Khaelor is there. He does not touch my skin, but his towering frame blocks out the meager light in the hall, pinning me against the only intact pillar remaining in the room. The heat rolling off his chest is ripe with the scent of wild magic and dark, masculine exertion.
The jagged blade of condensed decay stops exactly one millimeter from the pulse point at the base of my throat.
The toxic energy hums against my skin. The golden undertones of my flesh rise to meet it, a microscopic barrier that refuses to yield to the rot. I am caged between the cold, hard stone of the pillar and the absolute devastation of his body.
My chest heaves, the heavy leather of my tunic brushing against the canvas of his. Our physical closeness is a dangerous, gravity-heavy friction. He is staring down at me, his chest rising and falling with his own harsh breaths, his amber eyes burning with a mixture of wrath and profound, unnamable awe.
He waits for the curse to leap from the blade to my throat.

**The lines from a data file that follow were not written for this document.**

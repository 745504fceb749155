use std::io::Write;
use std::path::Path;

use tempfile::Builder;

use crate::error::{Result, ScoutError};

/// Write `bytes` to `target` through a temp file in the same directory.
///
/// Readers see either the previous file or the complete new one. The temp file
/// is removed on every failure path.
pub fn write_atomic(target: &Path, bytes: &[u8]) -> Result<()> {
    let write_err = |source| ScoutError::Write {
        path: target.to_path_buf(),
        source,
    };
    let directory = target
        .parent()
        .filter(|p| !p.as_os_str().is_empty())
        .unwrap_or_else(|| Path::new("."));

    let mut tmp = Builder::new()
        .prefix(".mediascout-")
        .suffix(".tmp")
        .tempfile_in(directory)
        .map_err(write_err)?;

    tmp.write_all(bytes).map_err(write_err)?;
    tmp.as_file().sync_all().map_err(write_err)?;
    tmp.persist(target).map_err(|e| write_err(e.error))?;
    Ok(())
}
pub mod api;

use axum::{Router, routing::get};
use tower::ServiceBuilder;
use tower_http::{cors::CorsLayer, trace::TraceLayer};

use crate::handlers::handle_health::health_handler;
use crate::infra::app_state::AppState;

/// Build the full application router.
pub fn create_app(state: AppState) -> Router {
    Router::new()
        .route("/health", get(health_handler))
        .nest("/api", api::create_api_router())
        .layer(
            ServiceBuilder::new()
                .layer(TraceLayer::new_for_http())
                .layer(CorsLayer::permissive()),
        )
        .with_state(state)
}
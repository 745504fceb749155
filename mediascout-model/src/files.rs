use std::fmt;
use std::path::{Path, PathBuf};

use crate::error::{ModelError, Result};

/// Extension of the sibling cover image written next to each media file.
pub const COVER_EXTENSION: &str = "jpg";

/// A video file found during a directory scan.
///
/// Identity is the path. The stem and extension are captured once at scan time
/// so later stages never have to re-derive them from the path.
#[derive(Clone, PartialEq, Eq, Hash)]
#[cfg_attr(feature = "serde", derive(serde::Serialize, serde::Deserialize))]
pub struct MediaFile {
    /// Absolute path of the video file.
    pub path: PathBuf,
    /// File name without the extension.
    pub stem: String,
    /// Extension as found on disk, without the dot.
    pub extension: String,
}

impl MediaFile {
    /// Capture stem and extension from `path`.
    pub fn from_path(path: impl Into<PathBuf>) -> Result<Self> {
        let path = path.into();
        let stem = path
            .file_stem()
            .and_then(|s| s.to_str())
            .filter(|s| !s.is_empty())
            .ok_or_else(|| ModelError::MissingStem(path.clone()))?
            .to_string();
        let extension = path
            .extension()
            .and_then(|s| s.to_str())
            .filter(|s| !s.is_empty())
            .ok_or_else(|| ModelError::MissingExtension(path.clone()))?
            .to_string();

        Ok(Self {
            path,
            stem,
            extension,
        })
    }

    /// Directory holding the media file (and its cover).
    pub fn directory(&self) -> &Path {
        self.path.parent().unwrap_or_else(|| Path::new(""))
    }

    /// `{stem}.{extension}`.
    pub fn file_name(&self) -> String {
        format!("{}.{}", self.stem, self.extension)
    }

    /// Where the cover for this file lives: `{directory}/{stem}.jpg`.
    pub fn cover_path(&self) -> PathBuf {
        self.directory()
            .join(format!("{}.{}", self.stem, COVER_EXTENSION))
    }

    /// Case-insensitive extension membership test.
    pub fn has_extension_in<S: AsRef<str>>(&self, extensions: &[S]) -> bool {
        extensions
            .iter()
            .any(|ext| ext.as_ref().eq_ignore_ascii_case(&self.extension))
    }
}

impl fmt::Debug for MediaFile {
    fn fmt(&self, f: &mut fmt::Formatter<'_>) -> fmt::Result {
        f.debug_struct("MediaFile")
            .field("path", &self.path)
            .field("stem", &self.stem)
            .field("extension", &self.extension)
            .finish()
    }
}

impl fmt::Display for MediaFile {
    fn fmt(&self, f: &mut fmt::Formatter<'_>) -> fmt::Result {
        write!(f, "{}", self.path.display())
    }
}

#[cfg(test)]
mod tests {
    use super::*;

    #[test]
    fn splits_stem_and_extension() {
        let file =
            MediaFile::from_path("/media/movies/The.Matrix.1999.mkv").unwrap();
        assert_eq!(file.stem, "The.Matrix.1999");
        assert_eq!(file.extension, "mkv");
        assert_eq!(file.directory(), Path::new("/media/movies"));
        assert_eq!(
            file.cover_path(),
            PathBuf::from("/media/movies/The.Matrix.1999.jpg")
        );
    }

    #[test]
    fn rejects_paths_without_extension() {
        assert!(matches!(
            MediaFile::from_path("/media/movies/README"),
            Err(ModelError::MissingExtension(_))
        ));
    }

    #[test]
    fn extension_match_ignores_case() {
        let file = MediaFile::from_path("/m/Movie.MKV").unwrap();
        assert!(file.has_extension_in(&["mp4", "mkv"]));
        assert!(!file.has_extension_in(&["avi"]));
    }
}
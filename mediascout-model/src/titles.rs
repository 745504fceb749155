use std::fmt;

/// Title and optional release year inferred from a filename.
#[derive(Debug, Clone, PartialEq, Eq, Hash)]
#[cfg_attr(feature = "serde", derive(serde::Serialize, serde::Deserialize))]
pub struct ParsedTitle {
    /// Cleaned title used as the search query.
    pub title: String,
    /// Release year, when one could be told apart from the title.
    pub year: Option<u16>,
}

impl ParsedTitle {
    /// Build a parsed title.
    pub fn new(title: impl Into<String>, year: Option<u16>) -> Self {
        Self {
            title: title.into(),
            year,
        }
    }

    /// A blank title cannot be searched for.
    pub fn is_blank(&self) -> bool {
        self.title.trim().is_empty()
    }
}

impl fmt::Display for ParsedTitle {
    fn fmt(&self, f: &mut fmt::Formatter<'_>) -> fmt::Result {
        match self.year {
            Some(year) => write!(f, "{} ({})", self.title, year),
            None => write!(f, "{}", self.title),
        }
    }
}
use axum::{
    extract::{Path, State},
    response::Json,
};
use serde::{Deserialize, Serialize};

use mediascout_core::model::{Candidate, ParsedTitle, PosterOption};

use crate::infra::{
    app_state::AppState,
    errors::{AppError, AppResult},
};

#[derive(Debug, Deserialize)]
pub struct SearchMovieRequest {
    #[serde(default)]
    pub title: String,
    #[serde(default)]
    pub year: Option<u16>,
}

#[derive(Debug, Serialize)]
pub struct SearchMovieResponse {
    pub results: Vec<Candidate>,
}

#[derive(Debug, Serialize)]
pub struct MovieDetailsResponse {
    pub movie: Candidate,
    pub posters: Vec<PosterOption>,
}

/// Free-text search for when the filename guess was wrong.
pub async fn search_movie_handler(
    State(state): State<AppState>,
    Json(request): Json<SearchMovieRequest>,
) -> AppResult<Json<SearchMovieResponse>> {
    let query = ParsedTitle::new(request.title.trim(), request.year);
    if query.is_blank() {
        return Err(AppError::bad_request("No title provided"));
    }

    let results = state.workflow.search(&query).await?;
    Ok(Json(SearchMovieResponse { results }))
}

pub async fn movie_details_handler(
    State(state): State<AppState>,
    Path(movie_id): Path<u64>,
) -> AppResult<Json<MovieDetailsResponse>> {
    if movie_id == 0 {
        return Err(AppError::bad_request("Invalid movie ID"));
    }

    let (movie, posters) = state.workflow.movie_with_posters(movie_id).await?;
    Ok(Json(MovieDetailsResponse { movie, posters }))
}
#[derive(Debug, Serialize)]
struct LanguageQuery<'a> {
    api_key: &'a str,
    #[serde(skip_serializing_if = "Option::is_none")]
    language: Option<&'a str>,
}

#[derive(Debug, Deserialize)]
struct SearchPage {
    #[serde(default)]
    results: Vec<MovieResult>,
}

#[derive(Debug, Deserialize)]
struct MovieResult {
    id: u64,
    title: String,
    #[serde(default)]
    original_title: Option<String>,
    #[serde(default)]
    release_date: Option<String>,
    #[serde(default)]
    poster_path: Option<String>,
    #[serde(default)]
    popularity: f64,
    #[serde(default)]
    overview: Option<String>,
}

impl MovieResult {
    fn into_candidate(self) -> Candidate {
        let year = self
            .release_date
            .as_deref()
            .and_then(|date| date.get(..4))
            .and_then(|year| year.parse().ok());
        Candidate {
            external_id: self.id,
            title: self.title,
            original_title: self.original_title,
            year,
            poster_reference: self.poster_path.filter(|p| !p.trim().is_empty()),
            popularity_score: self.popularity,
            overview: self.overview.filter(|o| !o.is_empty()),
        }
    }
}

#[derive(Debug, Deserialize)]
struct ImagesResponse {
    #[serde(default)]
    posters: Vec<ImageEntry>,
}

#[derive(Debug, Deserialize)]
struct ImageEntry {
    file_path: String,
}

#[derive(Debug, Deserialize)]
struct TmdbErrorBody {
    #[serde(default)]
    status_message: Option<String>,
}

/// TMDB v3 client. Every request goes through the shared [`RateLimiter`].
pub struct TmdbClient {
    http: reqwest::Client,
    settings: TmdbSettings,
    limiter: RateLimiter,
}
//! Configuration for Mediascout.
//!
//! Values are composed from built-in defaults, an optional `mediascout.toml`,
//! the process environment (including `.env`) and command-line flags, in that
//! order of precedence. The result is validated once at startup so the rest
//! of the program can trust it.

/// Command-line flags.
pub mod cli;
/// Source composition.
pub mod loader;
/// Resolved configuration types.
pub mod models;
/// Raw file and environment values.
pub mod sources;
/// Startup checks.
pub mod validation;

pub use cli::{CliOverrides, ConfigArgs};
pub use loader::{ConfigLoad, ConfigLoadError, ConfigLoader, ConfigLoaderOptions};
pub use models::{
    ArtworkConfig, Config, ConfigMetadata, MediaConfig, MinidlnaConfig,
    ServerConfig, TmdbConfig, WorkflowConfig,
};
pub use validation::{ConfigValidationError, ConfigWarning, ConfigWarnings};
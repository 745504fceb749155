use axum::{extract::State, response::Json};
use serde::Serialize;

use mediascout_core::model::DirectoryStats;
use mediascout_core::scanner::directory_stats;

use super::{blocking, encode_directory};
use crate::infra::{app_state::AppState, errors::AppResult};

#[derive(Debug, Serialize)]
pub struct DirectoryEntry {
    /// Key for `/api/scan/{directory_b64}`.
    pub directory_b64: String,
    #[serde(flatten)]
    pub stats: DirectoryStats,
}

#[derive(Debug, Serialize)]
pub struct DirectoriesResponse {
    pub directories: Vec<DirectoryEntry>,
}

/// Stats for every configured directory. A broken directory shows up with an
/// error status instead of failing the listing.
pub async fn list_directories_handler(
    State(state): State<AppState>,
) -> AppResult<Json<DirectoriesResponse>> {
    let directories = state.directories.clone();
    let extensions = state.extensions.clone();

    let directories = blocking(move || {
        directories
            .iter()
            .map(|directory| DirectoryEntry {
                directory_b64: encode_directory(&directory.to_string_lossy()),
                stats: directory_stats(directory, &extensions),
            })
            .collect::<Vec<_>>()
    })
    .await?;

    Ok(Json(DirectoriesResponse { directories }))
}
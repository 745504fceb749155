use std::fs;
use std::path::{Path, PathBuf};
use std::time::SystemTime;

use chrono::{DateTime, Utc};
use mediascout_model::{DirectoryStats, DirectoryStatus, LocationType};
use tracing::{debug, warn};

use super::walk;

/// Filesystem types reported as network storage.
pub const NETWORK_FILESYSTEMS: &[&str] =
    &["nfs", "nfs4", "cifs", "smb", "smbfs", "fuse.sshfs", "ftp", "davfs"];

const MOUNTS_FILE: &str = "/proc/mounts";

/// Overview numbers for one configured directory.
///
/// Never fails: a directory that cannot be scanned yields a
/// [`DirectoryStatus::Error`] entry carrying the reason.
pub fn directory_stats(directory: &Path, extensions: &[String]) -> DirectoryStats {
    let location_type = detect_location(directory);

    let entries = match walk(directory, extensions) {
        Ok(entries) => entries,
        Err(e) => {
            warn!("Cannot scan {}: {}", directory.display(), e);
            return DirectoryStats::failed(
                directory.to_path_buf(),
                location_type,
                e.to_string(),
            );
        }
    };

    let mut total_files = 0;
    let mut missing_covers = 0;
    let mut newest: Option<SystemTime> = None;
    for entry in entries {
        total_files += 1;
        if !entry.has_cover {
            missing_covers += 1;
        }
        if let Ok(modified) =
            fs::metadata(&entry.media_file.path).and_then(|m| m.modified())
        {
            newest = newest.max(Some(modified));
        }
    }

    DirectoryStats {
        directory: directory.to_path_buf(),
        total_files,
        missing_covers,
        last_modified: newest.map(DateTime::<Utc>::from),
        status: if missing_covers > 0 {
            DirectoryStatus::ActionNeeded
        } else {
            DirectoryStatus::Ok
        },
        location_type,
        is_writable: is_writable(directory),
        error: None,
    }
}

/// Check writability by creating (and immediately dropping) an anonymous file.
fn is_writable(directory: &Path) -> bool {
    tempfile::tempfile_in(directory).is_ok()
}

fn detect_location(directory: &Path) -> LocationType {
    let resolved = directory
        .canonicalize()
        .unwrap_or_else(|_| directory.to_path_buf());
    match fs::read_to_string(MOUNTS_FILE) {
        Ok(mounts) => location_from_mounts(&mounts, &resolved),
        Err(e) => {
            debug!("{MOUNTS_FILE} unavailable: {e}");
            LocationType::Unknown
        }
    }
}

/// Classify `directory` using a `/proc/mounts` style table.
///
/// The longest mount point containing the directory decides.
pub fn location_from_mounts(mounts: &str, directory: &Path) -> LocationType {
    mounts
        .lines()
        .filter_map(|line| {
            let mut fields = line.split_whitespace();
            let _device = fields.next()?;
            let mount_point = PathBuf::from(unescape_mount_field(fields.next()?));
            let fs_type = fields.next()?;
            directory
                .starts_with(&mount_point)
                .then(|| (mount_point.components().count(), fs_type))
        })
        .max_by_key(|(depth, _)| *depth)
        .map(|(_, fs_type)| {
            if NETWORK_FILESYSTEMS.contains(&fs_type) {
                LocationType::Network
            } else {
                LocationType::Local
            }
        })
        .unwrap_or(LocationType::Unknown)
}

/// Undo the octal escaping the kernel applies to spaces, tabs and backslashes.
fn unescape_mount_field(field: &str) -> String {
    field
        .replace("\\040", " ")
        .replace("\\011", "\t")
        .replace("\\012", "\n")
        .replace("\\134", "\\")
}

#[cfg(test)]
mod tests {
    use super::*;
    use std::fs::File;
    use tempfile::TempDir;

    const MOUNTS: &str = "\
sysfs /sys sysfs rw,nosuid 0 0
/dev/sda1 / ext4 rw,relatime 0 0
nas:/export/movies /mnt/movies nfs4 rw,relatime 0 0
//nas/tv\\040shows /mnt/tv\\040shows cifs rw 0 0
/dev/sdb1 /mnt/movies/local ext4 rw 0 0
";

    #[test]
    fn longest_mount_point_wins() {
        assert_eq!(
            location_from_mounts(MOUNTS, Path::new("/mnt/movies/action")),
            LocationType::Network
        );
        assert_eq!(
            location_from_mounts(MOUNTS, Path::new("/mnt/movies/local/x")),
            LocationType::Local
        );
        assert_eq!(
            location_from_mounts(MOUNTS, Path::new("/home/me")),
            LocationType::Local
        );
    }

    #[test]
    fn escaped_mount_points_are_decoded() {
        assert_eq!(
            location_from_mounts(MOUNTS, Path::new("/mnt/tv shows/Lost")),
            LocationType::Network
        );
    }

    #[test]
    fn empty_table_is_unknown() {
        assert_eq!(
            location_from_mounts("", Path::new("/anything")),
            LocationType::Unknown
        );
    }

    #[test]
    fn stats_count_missing_covers() {
        let tmp = TempDir::new().unwrap();
        File::create(tmp.path().join("one.mkv")).unwrap();
        File::create(tmp.path().join("two.mkv")).unwrap();
        File::create(tmp.path().join("two.jpg")).unwrap();

        let stats = directory_stats(tmp.path(), &["mkv".to_string()]);
        assert_eq!(stats.total_files, 2);
        assert_eq!(stats.missing_covers, 1);
        assert_eq!(stats.status, DirectoryStatus::ActionNeeded);
        assert!(stats.last_modified.is_some());
        assert!(stats.is_writable);
        assert!(stats.error.is_none());
    }

    #[test]
    fn fully_covered_directory_is_ok() {
        let tmp = TempDir::new().unwrap();
        File::create(tmp.path().join("one.mkv")).unwrap();
        File::create(tmp.path().join("one.jpg")).unwrap();

        let stats = directory_stats(tmp.path(), &["mkv".to_string()]);
        assert_eq!(stats.status, DirectoryStatus::Ok);
    }

    #[test]
    fn missing_directory_reports_error() {
        let tmp = TempDir::new().unwrap();
        let stats = directory_stats(&tmp.path().join("gone"), &["mkv".to_string()]);
        assert_eq!(stats.status, DirectoryStatus::Error);
        assert!(stats.error.unwrap().contains("not found"));
    }
}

He waits for the rot to finally take hold.
It does not. I only look up at him, my chin lifted, refusing to flinch away from the blade.
Slowly, the black-gold weapon dissolves into vapor, the magic dissipating into the heavy air. Khaelor leans in, the space between our faces practically nonexistent. The restraint radiating from him is absolute, trembling violence.
"You do not break," he whispers, the realization a heavy, gravel-strewn confession.
"I am not fragile," I answer, my voice tight from the lack of air.
He holds my gaze, the tension between us thick enough to sever steel. But before he can step away, the obsidian relic at my waist hits a critical, piercing frequency.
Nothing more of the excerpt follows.